Termed "in vitro" testing, the chip is contains a thin layer of active human cells, which, says science, respond to introduced substances much the way a human being would. I can only assume this means the chip cells whore out their cytoplasm when introduced to bright red lipstick, become instantly diabetic when introduced to soft drinks, and demand an introduction to the lipstick cells when introduced to erectile dysfunction pharmaceuticals.
Well that's great science, but have you thought about where all the rats are going to go? What they'll do? They can't all open French restaurants, you know. The sad reality is that this puts all of those would be test subjects back out on the street where they'll have no choice but to eat garbage, breed uncontrollably, infest people's homes, and spread disease, much like their uneducated white southerner counterparts.

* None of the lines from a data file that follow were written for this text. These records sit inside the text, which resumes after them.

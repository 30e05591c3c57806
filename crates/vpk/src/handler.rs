//! Progress and error reporting during a walk.

use crate::error::Error;

/// Which stage of a walk produced an error.
#[derive(Debug, Clone, Copy, PartialEq, Eq)]
pub enum ErrorSource {
    /// Creating a destination directory failed
    Dir,
    /// Processing a single entry failed
    File,
    /// Opening or reading a numbered data archive failed
    Archive,
}

/// Callbacks invoked while a package is parsed, checked or extracted.
///
/// The boolean returned from the error callbacks selects the propagation
/// policy for that failure: `true` aborts the walk with the error,
/// `false` skips the failed item and continues with the next one.
pub trait ProgressHandler {
    /// A walk over `filecount` files is starting.
    fn begin(&mut self, filecount: usize) {
        let _ = filecount;
    }

    /// The walk completed without aborting.
    fn end(&mut self) {}

    /// The entry at `path` is about to be processed.
    fn extract(&mut self, path: &str) {
        let _ = path;
    }

    /// The entry at `path` was fully processed.
    fn success(&mut self, path: &str) {
        let _ = path;
    }

    fn dir_error(&mut self, error: &Error, path: &str) -> bool;

    fn file_error(&mut self, error: &Error, path: &str) -> bool;

    fn archive_error(&mut self, error: &Error, path: &str) -> bool;

    /// Dispatch to one of the error callbacks by `source`.
    fn error(&mut self, source: ErrorSource, error: &Error, path: &str) -> bool {
        match source {
            ErrorSource::Dir => self.dir_error(error, path),
            ErrorSource::File => self.file_error(error, path),
            ErrorSource::Archive => self.archive_error(error, path),
        }
    }
}

/// Handler that reports nothing and aborts on every error.
///
/// Walks driven with this handler fail fast, which is the behavior a
/// caller gets when it has no better idea what to do with a bad entry.
#[derive(Debug, Default, Clone, Copy)]
pub struct StrictHandler;

impl ProgressHandler for StrictHandler {
    fn dir_error(&mut self, _error: &Error, _path: &str) -> bool {
        true
    }

    fn file_error(&mut self, _error: &Error, _path: &str) -> bool {
        true
    }

    fn archive_error(&mut self, _error: &Error, _path: &str) -> bool {
        true
    }
}
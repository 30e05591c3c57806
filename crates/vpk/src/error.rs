//! Error types that can be emitted from this library

use miette::Diagnostic;
use thiserror::Error;

/// Error type for library
#[derive(Error, Diagnostic, Debug)]
pub enum Error {
    /// Transparent wrapper for [`std::io::Error`]
    #[error(transparent)]
    IOError(#[from] std::io::Error),

    /// Transparent wrapper for [`binrw::Error`]
    #[error(transparent)]
    BinRWError(binrw::Error),

    /// Fewer bytes were available than the read required
    #[error("unexpected end of file")]
    ShortRead,

    /// The reader was used after [`crate::io::FileReader::close`]
    #[error("file reader is closed")]
    Closed,

    /// Magic, version, terminator or record shape violation
    #[error("{0}")]
    FileFormat(String),

    /// A path component names a file where a directory was required
    #[error("path is not a directory: {0}")]
    PathIsNotDirectory(String),

    /// A tree operation was handed an empty path
    #[error("empty path")]
    EmptyPath,

    /// The CRC-32 tally disagreed with the directory index
    #[error("checksum mismatch: \"{path}\" (expected {expected:08x}, got {got:08x})")]
    ChecksumMismatch {
        /// Logical path of the failed entry
        path: String,
        /// Checksum recorded in the directory index
        expected: u32,
        /// Checksum of the bytes actually read
        got: u32,
    },

    /// A numbered data archive is absent on disk
    #[error("archive does not exist: \"{0}\"")]
    ArchiveMissing(String),
}

impl Error {
    /// Map a failed read, turning an early EOF into [`Error::ShortRead`].
    pub(crate) fn from_read(error: std::io::Error) -> Self {
        if error.kind() == std::io::ErrorKind::UnexpectedEof {
            Error::ShortRead
        } else {
            Error::IOError(error)
        }
    }

    /// Map a failed structure decode, turning an early EOF into
    /// [`Error::ShortRead`].
    pub(crate) fn from_binrw(error: binrw::Error) -> Self {
        match error {
            binrw::Error::Io(io) => Error::from_read(io),
            other => Error::BinRWError(other),
        }
    }
}

impl From<binrw::Error> for Error {
    fn from(error: binrw::Error) -> Self {
        Error::from_binrw(error)
    }
}

/// Generic result type with crate's Error as its error variant
pub type Result<T> = core::result::Result<T, Error>;
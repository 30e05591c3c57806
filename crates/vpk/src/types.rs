//! Base types for the structure of a VPK directory file.

use binrw::BinRead;
use indexmap::IndexMap;

/// Magic leading a versioned directory file. Legacy directory files have
/// no header at all and start directly with the first extension string.
pub const VPK_MAGIC: u32 = 0x55AA1234;

/// Archive index marking an entry with no bulk part (pure preload).
pub const NO_ARCHIVE: u16 = 0x7FFF;

/// Value closing every file record.
pub const ENTRY_TERMINATOR: u16 = 0xFFFF;

/// VPK directory file header
///
/// Present only in versioned directory files; all fields are stored in
/// little endian format.
#[derive(BinRead, Debug, Copy, Clone, PartialEq)]
#[br(little, magic = 0x55AA1234u32)]
pub struct VpkHeader {
    /// Format version; only version 1 is supported
    pub version: u32,

    /// Size of the directory index in bytes. Informational; it is not
    /// required to match the actual index size.
    pub index_size: u32,
}

/// On-disk shape of one file record, minus the trailing preload bytes
#[derive(BinRead, Debug, Copy, Clone, PartialEq)]
#[br(little)]
pub struct VpkDirEntry {
    /// CRC-32 checksum of the whole logical file (preload then bulk)
    pub crc32: u32,

    /// Number of preload bytes following the record
    pub preload_len: u16,

    /// Index of the data archive holding the bulk bytes, or [`NO_ARCHIVE`]
    pub archive_index: u16,

    /// Byte offset of the bulk within the data archive
    pub offset: u32,

    /// Byte length of the bulk within the data archive
    pub size: u32,

    /// Record terminator, always [`ENTRY_TERMINATOR`]
    pub terminator: u16,
}

/// Mapping from child name to owned child node.
///
/// Iteration order is insertion order and stable for an unchanged tree.
pub type Nodes = IndexMap<String, Node>;

/// A node of the in-memory directory tree
#[derive(Debug, Clone, PartialEq)]
pub enum Node {
    Dir(Dir),
    File(FileEntry),
}

impl Node {
    pub fn name(&self) -> &str {
        match self {
            Node::Dir(dir) => &dir.name,
            Node::File(file) => &file.name,
        }
    }

    pub fn is_dir(&self) -> bool {
        matches!(self, Node::Dir(_))
    }

    pub fn as_dir(&self) -> Option<&Dir> {
        match self {
            Node::Dir(dir) => Some(dir),
            Node::File(_) => None,
        }
    }

    pub fn as_file(&self) -> Option<&FileEntry> {
        match self {
            Node::Dir(_) => None,
            Node::File(file) => Some(file),
        }
    }
}

/// A directory node owning its children
#[derive(Debug, Clone, PartialEq, Default)]
pub struct Dir {
    name: String,
    nodes: Nodes,
}

impl Dir {
    pub(crate) fn new(name: impl Into<String>) -> Self {
        Self {
            name: name.into(),
            nodes: Nodes::new(),
        }
    }

    pub fn name(&self) -> &str {
        &self.name
    }

    pub fn nodes(&self) -> &Nodes {
        &self.nodes
    }

    pub(crate) fn nodes_mut(&mut self) -> &mut Nodes {
        &mut self.nodes
    }

    /// Take ownership of the children, consuming the directory.
    pub fn into_nodes(self) -> Nodes {
        self.nodes
    }
}

/// A file leaf and its on-disk locator
#[derive(Debug, Clone, PartialEq)]
pub struct FileEntry {
    /// Leaf name including the type extension, e.g. `floor.vmt`
    pub name: String,

    /// Expected CRC-32 of preload followed by bulk
    pub crc32: u32,

    /// Inline bytes stored in the directory file's preload area
    pub preload: Vec<u8>,

    /// Data archive index, or [`NO_ARCHIVE`] when the file is pure preload
    pub archive_index: u16,

    /// Bulk byte offset into the data archive
    pub offset: u32,

    /// Bulk byte length in the data archive
    pub size: u32,
}

impl FileEntry {
    /// Size of the whole logical file, preload and bulk together.
    pub fn logical_size(&self) -> u64 {
        self.preload.len() as u64 + u64::from(self.size)
    }
}

#[cfg(test)]
mod test {
    use std::io::Cursor;

    use binrw::BinRead;
    use pretty_assertions::assert_eq;

    use super::{VpkDirEntry, VpkHeader, ENTRY_TERMINATOR, NO_ARCHIVE};
    use crate::error::Result;

    #[test]
    fn read_header() -> Result<()> {
        #[rustfmt::skip]
        let mut input = Cursor::new(vec![
            0x34, 0x12, 0xAA, 0x55,
            0x01, 0x00, 0x00, 0x00,
            0x1C, 0x00, 0x00, 0x00,
        ]);

        let expected = VpkHeader {
            version: 1,
            index_size: 0x1C,
        };

        assert_eq!(VpkHeader::read(&mut input)?, expected);

        Ok(())
    }

    #[test]
    fn read_header_rejects_wrong_magic() {
        #[rustfmt::skip]
        let mut input = Cursor::new(vec![
            0x35, 0x12, 0xAA, 0x55,
            0x01, 0x00, 0x00, 0x00,
            0x1C, 0x00, 0x00, 0x00,
        ]);

        assert!(VpkHeader::read(&mut input).is_err());
    }

    #[test]
    fn read_dir_entry() -> Result<()> {
        #[rustfmt::skip]
        let mut input = Cursor::new(vec![
            0x78, 0x56, 0x34, 0x12,
            0x03, 0x00,
            0xFF, 0x7F,
            0x00, 0x00, 0x00, 0x00,
            0x00, 0x00, 0x00, 0x00,
            0xFF, 0xFF,
        ]);

        let expected = VpkDirEntry {
            crc32: 0x12345678,
            preload_len: 3,
            archive_index: NO_ARCHIVE,
            offset: 0,
            size: 0,
            terminator: ENTRY_TERMINATOR,
        };

        assert_eq!(VpkDirEntry::read(&mut input)?, expected);

        Ok(())
    }
}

So I implore you, science, before you give lab rats the ax, give them another option. They may hate being tortured so our armpits don't stink, they may not like being murdered in the name of Liz Claiborne, or their families torn apart and their dreams crushed so the FDA can justify its kickbacks, but at least it's honest work. They give their lives for the greater good of a superior species. The very least you can do before slapping them in the whiskers is put together a nice severance package - a small piece of cheese and a rabies inoculation, it doesn't take much. After all they've done for you, I think you can afford to show a little respect.